Same with my 88 cutlass supreme, and my 93 Z28. the glove door on the gutless was so bad I put the soft side of the velcro tape in as a gasket. white velcro on a red dash, but hell it didnt squeak, got 29mpg with a ski rack and 4 sets of skis on the roof and 5 people comfortably and a full trunk. on regular

the camaro was starting to squeak by the vent on the highway, i was determined not to find it, but couldnt resist looking, until I sat in the GTO.

I overlooked those things in all my american cars till I had the acura and RX7 convertible at the same time. When i realized there were no squeaks or rattles I got spoiled. the noise on left turns at highway speeds from what was probably a heat shield drove me nuts on the porsche. was stolen before I could track it down.

things american car owners take as "normal" suddenly become major annoyances after seeing what the competition can do.

the A pilar moulding on the aurora goes into a slot on the dash. the einsteins that designed it made it a fraction of an inch too short (yeah she said that too). when the chasis would flex i would hear twang. they replaced the moulding twice and still twang. one service manager told me the noise didnt ever exist, i had him pull the moulding and wouldnt you know, there was a nick in the das from where it kept twanging. 

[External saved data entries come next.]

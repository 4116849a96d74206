// SPDX-License-Identifier: Apache-2.0
// © James Ross Ω FLYING•ROBOTS <https://github.com/flyingrobots>

//! Engine state and its canonical digest.
//!
//! Determinism contract
//! - The state digest is a BLAKE3 hash over a canonical byte stream of the
//!   replayed state: tick, phase, task-id counter, statistics and the three
//!   containers in their observable order.
//! - Control-plane fields (`is_running`, `is_paused`, `breakpoints`) are not
//!   hashed. They steer the run loop but do not affect what a tick computes.
//! - Integers are 8-byte little-endian. Strings and lists are length-prefixed
//!   (8-byte little-endian). Options carry a 1-byte presence tag.
//!   Changing any of this changes every recorded digest.

use std::collections::BTreeSet;
use std::fmt;

use blake3::Hasher;

use crate::queue::{EngineLimits, QueueSystem};
use crate::task::{Schedule, Task, TaskId};

/// 32-byte BLAKE3 digest.
pub type Hash = [u8; 32];

/// Position in the event-loop cycle.
#[derive(Clone, Copy, PartialEq, Eq, Hash, Debug, Default)]
#[cfg_attr(feature = "serde", derive(serde::Serialize, serde::Deserialize))]
#[cfg_attr(feature = "serde", serde(rename_all = "kebab-case"))]
pub enum Phase {
    /// Freshly reset, or re-opened after completion.
    #[default]
    Idle,
    /// Frames are on the call stack and will unwind on the next tick.
    Executing,
    /// Draining microtasks to exhaustion.
    MicrotaskDrain,
    /// Choosing the next macrotask.
    MacrotaskPick,
    /// Nothing left to do.
    Completed,
}

impl Phase {
    /// Stable kebab-case label.
    #[must_use]
    pub fn as_str(self) -> &'static str {
        match self {
            Self::Idle => "idle",
            Self::Executing => "executing",
            Self::MicrotaskDrain => "microtask-drain",
            Self::MacrotaskPick => "macrotask-pick",
            Self::Completed => "completed",
        }
    }

    fn tag(self) -> u8 {
        match self {
            Self::Idle => 0,
            Self::Executing => 1,
            Self::MicrotaskDrain => 2,
            Self::MacrotaskPick => 3,
            Self::Completed => 4,
        }
    }
}

impl fmt::Display for Phase {
    fn fmt(&self, f: &mut fmt::Formatter<'_>) -> fmt::Result {
        f.write_str(self.as_str())
    }
}

/// Deterministic counters carried in the replayed state.
///
/// Wall-clock timings live in [`crate::TickTimings`], outside the state.
#[derive(Clone, Copy, PartialEq, Eq, Debug, Default)]
#[cfg_attr(feature = "serde", derive(serde::Serialize, serde::Deserialize))]
pub struct Statistics {
    /// Frames and microtasks run to completion.
    pub total_executed: u64,
    /// Capacity failures hit while a tick materialized follow-ups.
    pub error_count: u64,
    /// Deepest call stack observed.
    pub max_call_stack_depth: usize,
}

/// Aggregate engine state. One of these is recorded per tick.
#[derive(Clone, PartialEq, Eq, Debug)]
#[cfg_attr(feature = "serde", derive(serde::Serialize, serde::Deserialize))]
pub struct EngineState {
    /// Monotonic tick counter; 0 at reset.
    pub tick: u64,
    /// Current phase.
    pub phase: Phase,
    /// The three containers.
    pub queues: QueueSystem,
    /// Whether a run loop is driving ticks.
    pub is_running: bool,
    /// Whether the run loop is suspended.
    pub is_paused: bool,
    /// Tick indices at which the run loop pauses.
    pub breakpoints: BTreeSet<u64>,
    /// Counters.
    pub stats: Statistics,
    /// Next task id to hand out.
    pub next_task_id: u64,
}

impl EngineState {
    /// State at `reset`.
    #[must_use]
    pub fn initial(limits: EngineLimits) -> Self {
        Self {
            tick: 0,
            phase: Phase::Idle,
            queues: QueueSystem::new(limits),
            is_running: false,
            is_paused: false,
            breakpoints: BTreeSet::new(),
            stats: Statistics::default(),
            next_task_id: 1,
        }
    }

    /// Id the next created task will receive.
    pub fn peek_task_id(&self) -> TaskId {
        TaskId(self.next_task_id)
    }

    /// Canonical digest of the replayed portion of this state.
    #[must_use]
    pub fn digest(&self) -> Hash {
        let mut w = DigestWriter::new();
        w.u64(self.tick);
        w.u8(self.phase.tag());
        w.u64(self.next_task_id);
        w.u64(self.stats.total_executed);
        w.u64(self.stats.error_count);
        w.len(self.stats.max_call_stack_depth);

        let stack = &self.queues.call_stack;
        w.len(stack.capacity());
        w.len(stack.len());
        for task in stack.iter() {
            w.task(task);
        }

        let micro = &self.queues.microtasks;
        w.len(micro.capacity());
        w.len(micro.high_len());
        w.len(micro.normal_len());
        for task in micro.iter() {
            w.task(task);
        }

        let macro_q = &self.queues.macrotasks;
        w.len(macro_q.capacity());
        w.u64(macro_q.next_seq());
        w.len(macro_q.len());
        for (key, task) in macro_q.iter() {
            w.u64(key.delay);
            w.u64(key.enqueued_tick);
            w.u64(key.seq);
            w.task(task);
        }
        w.finish()
    }

    /// Lowercase hex of [`Self::digest`].
    #[must_use]
    pub fn digest_hex(&self) -> String {
        hex::encode(self.digest())
    }
}

struct DigestWriter {
    hasher: Hasher,
}

impl DigestWriter {
    fn new() -> Self {
        Self {
            hasher: Hasher::new(),
        }
    }

    fn u8(&mut self, v: u8) {
        self.hasher.update(&[v]);
    }

    fn u64(&mut self, v: u64) {
        self.hasher.update(&v.to_le_bytes());
    }

    fn len(&mut self, v: usize) {
        self.u64(v as u64);
    }

    fn str(&mut self, s: &str) {
        self.len(s.len());
        self.hasher.update(s.as_bytes());
    }

    fn opt_u64(&mut self, v: Option<u64>) {
        match v {
            Some(v) => {
                self.u8(1);
                self.u64(v);
            }
            None => self.u8(0),
        }
    }

    fn opt_str(&mut self, v: Option<&str>) {
        match v {
            Some(s) => {
                self.u8(1);
                self.str(s);
            }
            None => self.u8(0),
        }
    }

    fn task(&mut self, task: &Task) {
        self.u64(task.id().value());
        self.u8(task.kind().tag());
        self.u8(task.priority().tag());
        self.u8(task.source().tag());
        self.opt_u64(task.delay());
        self.u64(task.created_tick());
        self.str(task.name());
        self.opt_str(task.description());
        self.schedules(task.schedules());
    }

    fn schedules(&mut self, schedules: &[Schedule]) {
        self.len(schedules.len());
        for schedule in schedules {
            match schedule {
                Schedule::Microtask { task, priority } => {
                    self.u8(0);
                    self.u8(priority.tag());
                    self.spec(task);
                }
                Schedule::Macrotask { task, delay } => {
                    self.u8(1);
                    self.u64(*delay);
                    self.spec(task);
                }
            }
        }
    }

    fn spec(&mut self, spec: &crate::task::TaskSpec) {
        self.str(&spec.name);
        self.u8(spec.source.tag());
        self.opt_str(spec.description.as_deref());
        self.schedules(&spec.schedules);
    }

    fn finish(self) -> Hash {
        self.hasher.finalize().into()
    }
}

a buddy gets to drive press cars before they go out. the stuff he finds wrong with new cars will boggle the mind. what sounds like a fun taks is really a PITA. new vette convert. takes it to a meeting, we are oogling the car (ignoring our porsches) and one guy notices the AC belt is off the pulley and laying there. sure it happens to other car makers, but for crying out loud, this car was supposed to go to the press!!


----------



## AmesGTO (Aug 3, 2004)

Tom said:


> things american car owners take as "normal" suddenly become major annoyances after seeing what the competition can do.


So my American truck has zero problems, zero noise, perfect. 

A friend of mine gets a top of line Acura. I was very impressed with it. Tons of features, drives well, excellent car. He puts some luggage in the truck and goes to Florida. When he gets back his tires are down to nothing. Takes it to the dealer and they say to improve cornering Acura designed the rearend to toe in like that. A few days later they give him the car back and say Acura's solution was to put new tires on and tell him to not put anything heavy in the trunk. 

So yeah us American car owners do get real jealous after seeing what the competition can do first hand. I don't know what you think is taken as "normal", but my Silvy SS has zero fit and finish problems, zero. I had a GTP and it had bad build quality, I sold it after 8 months.

What does all that mean, hell if I know? I think every company has made some crap and has some duds. I judge each car on it's own, unless its a Ford. I don't buy a car that I can't get past the badging on.


----------



## Tom (Nov 1, 2004)

AmesGTO said:


> I don't buy a car that I can't get past the badging on.


That is where we are different. Neither is right or wrong. 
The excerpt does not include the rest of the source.